We're committed to maintaining a balance between rigorous content knowledge and the application of that knowledge. In today's fast-paced world, you aren't valued solely for what you know, but for what you can do with what you know, regardless of your age. High-value intellectual assets include the ability to effectively and efficiently collaborate and communicate, and to combine knowledge and skills in new and innovative ways to tackle challenging and novel problems. We aren't proposing a new curriculum. We're proposing a new approach to curriculum.
Consider the Next Generation Science Standards. These standards aren't curriculum, and they don't pretend to be. Instead, they provide a framework for uniting cross-cutting concepts, core disciplinary ideas, and performance expectations that describe what students should be able to do with what they have learned (NGSS Lead States, 2013). These performance expectations are built on the eight science and engineering practices (fig. 2).
Figure 2. Eight Science and Engineering Practices

Figure 2. Eight Science and Engineering Practices

  1. Ask questions (for science) and define (for engineering).

  2. Develop and use models.

  3. Plan and carry out investigations.

  4. Analyze and interpret data.

  5. Use mathematics and computational thinking.

  6. Construct explanations (for science) and design solutions (for engineering).

  7. Engage in argument from evidence.

  8. Obtain, evaluate, and communicate information.

Source: NGSS Lead States. (2013). Next generation science standards: For states, by states. Washington, D.C.: The National Academies Press.

According to Schwarz, Passmore, & Reiser (2017), students make sense of the natural and designed world by engaging in practices that are central to science and engineering.
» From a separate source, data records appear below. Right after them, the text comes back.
//! Scoring engine properties through the public API

use playoff_ffl::scoring::{
    calculate_score,
    compute::{distance_bonus, yardage_points},
    RawPlayerStats,
};
use serde_json::json;

fn raw(value: serde_json::Value) -> RawPlayerStats {
    serde_json::from_value(value).unwrap()
}

#[test]
fn test_passing_yardage_uses_highest_tier_reached() {
    assert_eq!(calculate_score(&raw(json!({ "pass_yd": 325 }))), 15.0);
    assert_eq!(calculate_score(&raw(json!({ "pass_yd": 400 }))), 20.0);
    assert_eq!(yardage_points(299.0, 25.0, &[(400.0, 4.0), (300.0, 2.0)]), 11.0);
}

#[test]
fn test_distance_bonus() {
    assert_eq!(distance_bonus(3.0, 1.0), 4.0);
    assert_eq!(
        calculate_score(&raw(json!({ "rush_td_40p": 3, "rush_td_50p": 1 }))),
        4.0
    );
}

#[test]
fn test_reception_only() {
    assert_eq!(calculate_score(&raw(json!({ "rec": 7 }))), 3.5);
}

#[test]
fn test_both_naming_conventions_score_the_same() {
    let compact = raw(json!({ "rush_yd": 112, "rush_td": 1, "rec": 3, "rec_yd": 20, "fum_lost": 1 }));
    let verbose = raw(json!({
        "rushingYards": 112,
        "rushingTouchdowns": 1,
        "receivingReceptions": 3,
        "receivingYards": 20,
        "fumblesLost": 1
    }));
    assert_eq!(calculate_score(&compact), calculate_score(&verbose));
    assert_eq!(calculate_score(&compact), 20.5);
}

#[test]
fn test_scoring_is_idempotent_and_two_decimal() {
    let stats = raw(json!({ "pass_sack": 3, "rec": 1, "rec_yd": 9 }));
    let first = calculate_score(&stats);
    assert_eq!(first, calculate_score(&stats));
    assert_eq!(first, -1.0);
    assert_eq!((first * 100.0).round() / 100.0, first);
}

#[test]
fn test_malformed_input_never_fails() {
    let stats = raw(json!({ "pass_yd": "lots", "rec": null, "unknown_key": 99 }));
    assert_eq!(calculate_score(&stats), 0.0);
    assert_eq!(calculate_score(&RawPlayerStats::new()), 0.0);
}
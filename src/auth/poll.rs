//! Poll loop driving device-code exchanges until the user decides.
//!
//! The loop waits one interval, makes one exchange attempt, and repeats while
//! the code is merely unclaimed. A deadline fixed at entry (now + the grant's
//! lifetime) ends the loop, and the caller's cancellation token ends it sooner.
//! When several events are ready together, cancellation beats the deadline and
//! the deadline beats the interval tick.

use std::time::Duration;

use async_trait::async_trait;
use tokio::time::{sleep, sleep_until, Instant};
use tokio_util::sync::CancellationToken;
use tracing::{debug, info, warn};

use crate::auth::client::DeviceAuthClient;
use crate::auth::device_code::DeviceCodeGrant;
use crate::auth::token::TokenRecord;
use crate::error::DeviceAuthError;

/// One exchange attempt of a device code for a token.
#[async_trait]
pub trait TokenExchange: Send + Sync {
    async fn exchange(&self, grant: &DeviceCodeGrant) -> Result<TokenRecord, DeviceAuthError>;
}

#[async_trait]
impl TokenExchange for DeviceAuthClient {
    async fn exchange(&self, grant: &DeviceCodeGrant) -> Result<TokenRecord, DeviceAuthError> {
        self.exchange_code_for_token(grant).await
    }
}

/// What a single attempt means for the loop.
#[derive(Debug)]
pub enum AttemptOutcome {
    Succeeded(TokenRecord),
    /// Code not yet claimed; wait another interval.
    Pending,
    Fatal(DeviceAuthError),
}

impl From<Result<TokenRecord, DeviceAuthError>> for AttemptOutcome {
    fn from(result: Result<TokenRecord, DeviceAuthError>) -> Self {
        match result {
            Ok(token) => Self::Succeeded(token),
            Err(DeviceAuthError::AuthorizationPending) => Self::Pending,
            Err(error) => Self::Fatal(error),
        }
    }
}

/// Poll `exchange` until it yields a token, a non-retryable error, the
/// grant's lifetime runs out, or `cancel` fires.
///
/// Returns [`DeviceAuthError::DeadlineExceeded`] on expiry and
/// [`DeviceAuthError::Cancelled`] on cancellation; any other error is the
/// classified outcome of the last attempt, unchanged.
pub async fn poll_for_token<E>(
    exchange: &E,
    grant: &DeviceCodeGrant,
    cancel: &CancellationToken,
) -> Result<TokenRecord, DeviceAuthError>
where
    E: TokenExchange + ?Sized,
{
    grant.validate()?;

    let interval = grant.interval();
    let deadline = sleep_until(deadline_after(Instant::now(), grant.expires_in()));
    tokio::pin!(deadline);

    let mut attempt: u64 = 0;
    loop {
        tokio::select! {
            biased;
            _ = cancel.cancelled() => {
                debug!(attempts = attempt, "device code polling cancelled");
                return Err(DeviceAuthError::Cancelled);
            }
            _ = &mut deadline => {
                debug!(attempts = attempt, "device code expired while waiting");
                return Err(DeviceAuthError::DeadlineExceeded);
            }
            _ = sleep(interval) => {}
        }

        attempt += 1;
        let result = tokio::select! {
            biased;
            _ = cancel.cancelled() => {
                debug!(attempt, "device code polling cancelled mid-attempt");
                return Err(DeviceAuthError::Cancelled);
            }
            _ = &mut deadline => {
                debug!(attempt, "device code expired mid-attempt");
                return Err(DeviceAuthError::DeadlineExceeded);
            }
            result = exchange.exchange(grant) => result,
        };

        match AttemptOutcome::from(result) {
            AttemptOutcome::Succeeded(token) => {
                info!(attempts = attempt, "device code authorized");
                return Ok(token);
            }
            AttemptOutcome::Pending => {
                debug!(attempt, "device code not yet claimed");
            }
            AttemptOutcome::Fatal(error) => {
                warn!(attempt, error = %error, "device code polling failed");
                return Err(error);
            }
        }
    }
}

/// Roughly 30 years, the same horizon tokio uses for an unbounded sleep.
const FAR_FUTURE: Duration = Duration::from_secs(86_400 * 365 * 30);

/// `start + lifetime`, saturating to a far-future instant when the sum
/// does not fit in an `Instant`.
fn deadline_after(start: Instant, lifetime: Duration) -> Instant {
    start
        .checked_add(lifetime)
        .or_else(|| start.checked_add(FAR_FUTURE))
        .unwrap_or(start)
}
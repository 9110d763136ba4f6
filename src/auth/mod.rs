//! OAuth device-code flow: transport, token transform, and poll loop.

pub mod client;
pub mod device_code;
pub mod poll;
pub mod token;

pub use client::{DeviceAuthClient, Operation, OOB_REDIRECT_URI};
pub use device_code::DeviceCodeGrant;
pub use poll::{poll_for_token, AttemptOutcome, TokenExchange};
pub use token::TokenRecord;
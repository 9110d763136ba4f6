//! Error types for the device authorization flow.

pub mod unified;

pub use unified::{ErrorCategory, RecoverySuggestion};

use thiserror::Error;

use crate::auth::client::Operation;

const INVALID_GRANT_TEXT: &str = "the provided authorization grant is invalid, expired, revoked, does not match the redirection URI used in the authorization request, or was issued to another client";

/// Every outcome of the flow other than a token.
///
/// Classified variants map one-to-one onto remote status codes and keep their
/// own message so callers can tell "user denied" from "code expired".
#[derive(Error, Debug)]
pub enum DeviceAuthError {
    /// 400 on exchange. The only outcome the poll loop retries.
    #[error("the user has not yet claimed the device code")]
    AuthorizationPending,

    /// 401 on refresh.
    #[error("{}", INVALID_GRANT_TEXT)]
    InvalidGrant,

    /// 403 on any operation.
    #[error("invalid API key or unapproved application")]
    Forbidden,

    /// 404 on exchange.
    #[error("invalid device code")]
    InvalidDeviceCode,

    /// 409 on exchange.
    #[error("device code has already been approved")]
    AlreadyApproved,

    /// 410 on exchange.
    #[error("the device code has expired, please regenerate a new one")]
    DeviceCodeExpired,

    /// 418 on exchange.
    #[error("the device code was denied by the user")]
    AccessDenied,

    /// 429 on exchange.
    #[error("the API is being polled too quickly")]
    SlowDown,

    /// 500 on any operation.
    #[error("the API is reporting an internal problem, please check back later")]
    ServerError,

    /// 503 or 504 on any operation.
    #[error("the servers are overloaded (status {status}), please try again in 30 seconds")]
    ServiceOverloaded { status: u16 },

    /// 520, 521 or 522 on any operation.
    #[error("there is an issue with the upstream edge network (status {status})")]
    EdgeNetwork { status: u16 },

    #[error("{operation}: unexpected status code {status}")]
    UnexpectedStatus { operation: Operation, status: u16 },

    #[error("Network error: {0}")]
    Transport(#[from] reqwest::Error),

    #[error("Decode error: {0}")]
    Decode(String),

    /// The grant's lifetime elapsed before the user approved it.
    #[error("could not retrieve an access token before the device code expired")]
    DeadlineExceeded,

    #[error("operation cancelled")]
    Cancelled,

    #[error("Configuration error: {0}")]
    Configuration(String),
}

impl From<serde_json::Error> for DeviceAuthError {
    fn from(error: serde_json::Error) -> Self {
        Self::Decode(error.to_string())
    }
}

impl DeviceAuthError {
    /// HTTP status that produced this error, for classified outcomes.
    pub fn status_code(&self) -> Option<u16> {
        match self {
            Self::AuthorizationPending => Some(400),
            Self::InvalidGrant => Some(401),
            Self::Forbidden => Some(403),
            Self::InvalidDeviceCode => Some(404),
            Self::AlreadyApproved => Some(409),
            Self::DeviceCodeExpired => Some(410),
            Self::AccessDenied => Some(418),
            Self::SlowDown => Some(429),
            Self::ServerError => Some(500),
            Self::ServiceOverloaded { status }
            | Self::EdgeNetwork { status }
            | Self::UnexpectedStatus { status, .. } => Some(*status),
            Self::Transport(error) => error.status().map(|s| s.as_u16()),
            Self::Decode(_) | Self::DeadlineExceeded | Self::Cancelled | Self::Configuration(_) => {
                None
            }
        }
    }

    /// Whether the user simply has not acted on the device code yet.
    pub fn is_pending(&self) -> bool {
        matches!(self, Self::AuthorizationPending)
    }

    /// Classify this error into a category.
    pub fn category(&self) -> ErrorCategory {
        match self {
            Self::AuthorizationPending => ErrorCategory::Pending,
            Self::InvalidDeviceCode
            | Self::AlreadyApproved
            | Self::DeviceCodeExpired
            | Self::AccessDenied => ErrorCategory::Rejected,
            Self::InvalidGrant | Self::Forbidden => ErrorCategory::Authentication,
            Self::SlowDown => ErrorCategory::RateLimit,
            Self::ServerError | Self::ServiceOverloaded { .. } | Self::EdgeNetwork { .. } => {
                ErrorCategory::Server
            }
            Self::UnexpectedStatus { .. } => ErrorCategory::Api,
            Self::Transport(_) => ErrorCategory::Network,
            Self::Decode(_) => ErrorCategory::Serialization,
            Self::DeadlineExceeded => ErrorCategory::Timeout,
            Self::Cancelled => ErrorCategory::Cancelled,
            Self::Configuration(_) => ErrorCategory::Configuration,
        }
    }

    /// Whether a caller may reasonably retry the failed operation later.
    ///
    /// The poll loop itself never consults this; it only retries
    /// [`DeviceAuthError::AuthorizationPending`].
    pub fn is_retryable(&self) -> bool {
        matches!(
            self.category(),
            ErrorCategory::RateLimit | ErrorCategory::Network | ErrorCategory::Server
        )
    }

    /// Suggest recovery actions.
    pub fn recovery_suggestion(&self) -> RecoverySuggestion {
        match self.category() {
            ErrorCategory::Pending => RecoverySuggestion::KeepPolling,
            ErrorCategory::Rejected | ErrorCategory::Timeout => RecoverySuggestion::RestartFlow,
            ErrorCategory::Authentication => RecoverySuggestion::CheckCredentials,
            ErrorCategory::RateLimit => RecoverySuggestion::ReducePollRate,
            ErrorCategory::Network | ErrorCategory::Server => RecoverySuggestion::RetryLater,
            ErrorCategory::Configuration => RecoverySuggestion::CheckConfiguration,
            ErrorCategory::Cancelled => RecoverySuggestion::None,
            ErrorCategory::Api | ErrorCategory::Serialization => RecoverySuggestion::ContactSupport,
        }
    }
}

/// Convenience alias.
pub type Result<T> = std::result::Result<T, DeviceAuthError>;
In other words, it is impossible to truly understand science and engineering content without engaging that content using the practices of science and engineering. It's like trying to understand and experience a peach without using your mouth or hands. One without the other will always be incomplete.
In essence, design thinking follows this same logic. It is a distillation of science and engineering practices; it transcends science and engineering. Students are isolated from access to higher levels of rigor and relevance when we don't allow them to experience content through collaborative, problem-based learning opportunities that design-thinking models can support.
How do we design learning opportunities so that students remain actively engaged even when they may struggle? We should consider how content standards translate into opportunities that are big enough for and relatable enough to kids to matter, but small enough for kids to tackle. To help students meet rigorous standards while also developing 21st-century competencies, we need to present them with rigorous challenges that require them to work together to apply content knowledge and skills and that empower them to influence the outcome.
References

Boss, S. (2012). Bringing innovation to school: Empowering students to thrive in a changing world. Bloomington, IN: Solution Tree Press.

NGSS Lead States. (2013). Next generation science standards: For states, by states. Washington, DC: The National Academies Press.

Schwarz, C. V., Passmore, C., & Reiser, B. J. (2017). Helping students make sense of the world using next generation science and engineering practices. Arlington, VA: NSTA Press.